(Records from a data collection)
::::

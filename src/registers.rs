#![allow(unused_braces)]
use crate::config::RxQueue;
use modular_bitfield_msb::prelude::*;

#[bitfield]
#[derive(Default, Debug, Copy, Clone, PartialEq, Eq)]
#[repr(u32)]
/// Nominal bit timing and prescaler register (NBTP), all fields hold `value - 1`
pub struct NominalBitTimingReg {
    /// Nominal (re)synchronization jump width
    pub nsjw: B7,
    /// Bit rate prescaler
    pub nbrp: B9,
    /// Time segment before sample point
    pub ntseg1: B8,
    #[skip]
    __: B1,
    /// Time segment after sample point
    pub ntseg2: B7,
}

#[bitfield]
#[derive(Default, Debug, Copy, Clone, PartialEq, Eq)]
#[repr(u32)]
/// Global filter configuration register (RXGFC)
pub struct GlobalFilterReg {
    #[skip]
    __: B4,
    /// Number of extended filter elements in the list
    pub lse: B4,
    #[skip]
    __: B3,
    /// Number of standard filter elements in the list
    pub lss: B5,
    #[skip]
    __: B6,
    /// FIFO 0 overwrite mode
    pub f0om: bool,
    /// FIFO 1 overwrite mode
    pub f1om: bool,
    #[skip]
    __: B2,
    /// Accept non-matching standard frames
    pub anfs: B2,
    /// Accept non-matching extended frames
    pub anfe: B2,
    /// Reject all standard remote frames
    pub rrfs: bool,
    /// Reject all extended remote frames
    pub rrfe: bool,
}

#[bitfield]
#[derive(Default, Debug, Copy, Clone, PartialEq, Eq)]
#[repr(u32)]
/// Standard message ID filter element in message RAM
pub struct StandardFilterElement {
    /// Filter type
    pub sft: B2,
    /// Filter element configuration
    pub sfec: B3,
    /// First ID of the filter element
    pub sfid1: B11,
    #[skip]
    __: B5,
    /// Second ID of the filter element
    pub sfid2: B11,
}

#[bitfield]
#[derive(Default, Debug, Copy, Clone, PartialEq, Eq)]
#[repr(u32)]
/// Interrupt register layout shared by IR, IE and ILS
pub struct InterruptFlags {
    #[skip]
    __: B8,
    /// Access to reserved address
    pub ara: bool,
    /// Protocol error in data phase
    pub ped: bool,
    /// Protocol error in arbitration phase
    pub pea: bool,
    /// Watchdog interrupt
    pub wdi: bool,
    /// Bus-off status changed
    pub bo: bool,
    /// Error warning status changed
    pub ew: bool,
    /// Error passive status changed
    pub ep: bool,
    /// Error logging overflow
    pub elo: bool,
    /// Timeout occurred
    pub too: bool,
    /// Message RAM access failure
    pub mraf: bool,
    /// Timestamp wraparound
    pub tsw: bool,
    /// TX event FIFO element lost
    pub tefl: bool,
    /// TX event FIFO full
    pub teff: bool,
    /// TX event FIFO new entry
    pub tefn: bool,
    /// TX FIFO empty
    pub tfe: bool,
    /// Transmission cancellation finished
    pub tcf: bool,
    /// Transmission completed
    pub tc: bool,
    /// High priority message
    pub hpm: bool,
    /// RX FIFO 1 message lost
    pub rf1l: bool,
    /// RX FIFO 1 full
    pub rf1f: bool,
    /// RX FIFO 1 new message
    pub rf1n: bool,
    /// RX FIFO 0 message lost
    pub rf0l: bool,
    /// RX FIFO 0 full
    pub rf0f: bool,
    /// RX FIFO 0 new message
    pub rf0n: bool,
}

impl InterruptFlags {
    /// New message flag of the given RX FIFO
    pub fn rx_new_message(queue: RxQueue) -> Self {
        match queue {
            RxQueue::Fifo0 => Self::new().with_rf0n(true),
            RxQueue::Fifo1 => Self::new().with_rf1n(true),
        }
    }

    /// Bus-off, error warning and error passive
    pub fn error_status() -> Self {
        Self::new().with_bo(true).with_ew(true).with_ep(true)
    }

    pub fn union(self, other: Self) -> Self {
        Self::from(u32::from(self) | u32::from(other))
    }

    pub fn intersection(self, other: Self) -> Self {
        Self::from(u32::from(self) & u32::from(other))
    }

    pub fn without(self, other: Self) -> Self {
        Self::from(u32::from(self) & !u32::from(other))
    }

    pub fn is_empty(self) -> bool {
        u32::from(self) == 0
    }

    /// True if the new message flag of the given RX FIFO is set
    pub fn rx_pending(self, queue: RxQueue) -> bool {
        match queue {
            RxQueue::Fifo0 => self.rf0n(),
            RxQueue::Fifo1 => self.rf1n(),
        }
    }
}

#[bitfield]
#[derive(Default, Debug, Copy, Clone, PartialEq, Eq)]
#[repr(u32)]
/// High priority message status register (HPMS)
pub struct HighPriorityStatusReg {
    #[skip]
    __: B16,
    /// Filter list, set for the extended filter list
    pub flst: bool,
    #[skip]
    __: B2,
    /// Filter index
    pub fidx: B5,
    /// Message storage indicator
    pub msi: B2,
    #[skip]
    __: B3,
    /// Buffer index
    pub bidx: B3,
}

::::

Word for word, repeat every entry listed above.

Output for this task =>
filename src/registers.rs
#![allow(unused_braces)]
use crate::config::RxQueue;
use modular_bitfield_msb::prelude::*;

#[bitfield]
#[derive(Default, Debug, Copy, Clone, PartialEq, Eq)]
#[repr(u32)]
/// Nominal bit timing and prescaler register (NBTP), all fields hold `value - 1`
pub struct NominalBitTimingReg {
    /// Nominal (re)synchronization jump width
    pub nsjw: B7,
    /// Bit rate prescaler
    pub nbrp: B9,
    /// Time segment before sample point
    pub ntseg1: B8,
    #[skip]
    __: B1,
    /// Time segment after sample point
    pub ntseg2: B7,
}

#[bitfield]
#[derive(Default, Debug, Copy, Clone, PartialEq, Eq)]
#[repr(u32)]
/// Global filter configuration register (RXGFC)
pub struct GlobalFilterReg {
    #[skip]
    __: B4,
    /// Number of extended filter elements in the list
    pub lse: B4,
    #[skip]
    __: B3,
    /// Number of standard filter elements in the list
    pub lss: B5,
    #[skip]
    __: B6,
    /// FIFO 0 overwrite mode
    pub f0om: bool,
    /// FIFO 1 overwrite mode
    pub f1om: bool,
    #[skip]
    __: B2,
    /// Accept non-matching standard frames
    pub anfs: B2,
    /// Accept non-matching extended frames
    pub anfe: B2,
    /// Reject all standard remote frames
    pub rrfs: bool,
    /// Reject all extended remote frames
    pub rrfe: bool,
}

#[bitfield]
#[derive(Default, Debug, Copy, Clone, PartialEq, Eq)]
#[repr(u32)]
/// Standard message ID filter element in message RAM
pub struct StandardFilterElement {
    /// Filter type
    pub sft: B2,
    /// Filter element configuration
    pub sfec: B3,
    /// First ID of the filter element
    pub sfid1: B11,
    #[skip]
    __: B5,
    /// Second ID of the filter element
    pub sfid2: B11,
}

#[bitfield]
#[derive(Default, Debug, Copy, Clone, PartialEq, Eq)]
#[repr(u32)]
/// Interrupt register layout shared by IR, IE and ILS
pub struct InterruptFlags {
    #[skip]
    __: B8,
    /// Access to reserved address
    pub ara: bool,
    /// Protocol error in data phase
    pub ped: bool,
    /// Protocol error in arbitration phase
    pub pea: bool,
    /// Watchdog interrupt
    pub wdi: bool,
    /// Bus-off status changed
    pub bo: bool,
    /// Error warning status changed
    pub ew: bool,
    /// Error passive status changed
    pub ep: bool,
    /// Error logging overflow
    pub elo: bool,
    /// Timeout occurred
    pub too: bool,
    /// Message RAM access failure
    pub mraf: bool,
    /// Timestamp wraparound
    pub tsw: bool,
    /// TX event FIFO element lost
    pub tefl: bool,
    /// TX event FIFO full
    pub teff: bool,
    /// TX event FIFO new entry
    pub tefn: bool,
    /// TX FIFO empty
    pub tfe: bool,
    /// Transmission cancellation finished
    pub tcf: bool,
    /// Transmission completed
    pub tc: bool,
    /// High priority message
    pub hpm: bool,
    /// RX FIFO 1 message lost
    pub rf1l: bool,
    /// RX FIFO 1 full
    pub rf1f: bool,
    /// RX FIFO 1 new message
    pub rf1n: bool,
    /// RX FIFO 0 message lost
    pub rf0l: bool,
    /// RX FIFO 0 full
    pub rf0f: bool,
    /// RX FIFO 0 new message
    pub rf0n: bool,
}

impl InterruptFlags {
    /// New message flag of the given RX FIFO
    pub fn rx_new_message(queue: RxQueue) -> Self {
        match queue {
            RxQueue::Fifo0 => Self::new().with_rf0n(true),
            RxQueue::Fifo1 => Self::new().with_rf1n(true),
        }
    }

    /// Bus-off, error warning and error passive
    pub fn error_status() -> Self {
        Self::new().with_bo(true).with_ew(true).with_ep(true)
    }

    pub fn union(self, other: Self) -> Self {
        Self::from(u32::from(self) | u32::from(other))
    }

    pub fn intersection(self, other: Self) -> Self {
        Self::from(u32::from(self) & u32::from(other))
    }

    pub fn without(self, other: Self) -> Self {
        Self::from(u32::from(self) & !u32::from(other))
    }

    pub fn is_empty(self) -> bool {
        u32::from(self) == 0
    }

    /// True if the new message flag of the given RX FIFO is set
    pub fn rx_pending(self, queue: RxQueue) -> bool {
        match queue {
            RxQueue::Fifo0 => self.rf0n(),
            RxQueue::Fifo1 => self.rf1n(),
        }
    }
}

#[bitfield]
#[derive(Default, Debug, Copy, Clone, PartialEq, Eq)]
#[repr(u32)]
/// High priority message status register (HPMS)
pub struct HighPriorityStatusReg {
    #[skip]
    __: B16,
    /// Filter list, set for the extended filter list
    pub flst: bool,
    #[skip]
    __: B2,
    /// Filter index
    pub fidx: B5,
    /// Message storage indicator
    pub msi: B2,
    #[skip]
    __: B3,
    /// Buffer index
    pub bidx: B3,
}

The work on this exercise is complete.